Uma pesquisa com mais de 100 diretores de dados e analíticos de grandes empresas globais, mostra que 57% apontaram que a pandemia ampliou a demanda por soluções que aplicam Inteligência Artificial (IA), em um cenário de incertezas que exige cada vez mais resiliência e capacidade de adaptação. Além disso, 63% dos executivos admitiram que começaram a escalar recursos de IA em suas organizações.

O levantamento sobre tendências de aplicação da IA em tempos de coronavírus foi realizada pela FICO, software de análise preditiva, em parceria com a empresa de inteligência de mercado Corinium.

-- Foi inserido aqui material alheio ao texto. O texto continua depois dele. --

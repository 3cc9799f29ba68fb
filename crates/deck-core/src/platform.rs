//! Platform abstraction traits for the deck runtime.
//!
//! The host toolkit owns the display link; this trait lets the runtime ask
//! for frames without depending on a specific windowing backend.

/// Schedules frames for the runtime.
pub trait RuntimeScheduler: Send + Sync {
    /// Request that the host schedule a new frame.
    fn schedule_frame(&self);
}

O estudo destacou, no entanto, que há diversas barreiras que impedem a expansão da IA nas empresas:

– 93% dos entrevistados disseram que questões éticas devem ser superadas para que seja possível impulsionar a adoção da IA em suas organizações

– 65% destacaram que formar uma equipe com as habilidades certas é uma barreira grande ou média

– integração de novas tecnologias com sistemas legados (62%) e riscos regulatórios e de conformidade (60%) aparecem também entre os principais desafios.

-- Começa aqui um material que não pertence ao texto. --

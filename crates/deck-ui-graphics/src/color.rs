//! Color representation

/// Linear RGBA, each channel in `0.0..=1.0`.
#[derive(Clone, Copy, Debug, PartialEq)]
pub struct Color(pub f32, pub f32, pub f32, pub f32);

impl Color {
    pub const fn rgba(r: f32, g: f32, b: f32, a: f32) -> Self {
        Self(r, g, b, a)
    }

    pub const BLACK: Color = Color::rgba(0.0, 0.0, 0.0, 1.0);
}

Em relação às questões éticas, metade dos executivos admitiu que sua empresa adotou regras rígidas de governança e gerenciamento de modelos para apoiar o uso ético da IA. No entanto, o estudo indicou que há um longo caminho pela frente, pois 67% dos entrevistados  declararam que não monitoram seus modelos para garantir uma precisão contínua.

“Ser ético é não estar cego para o que está no modelo. As organizações precisam garantir que a IA seja projetada de maneira robusta e que seja explicável, transparente, construída de forma ética e governada por um processo de desenvolvimento registrável e auditável, que seja referenciado à medida que os dados mudam ao longo do tempo,” diz o Chief Analytics Officer da FICO, Scott Zoldi.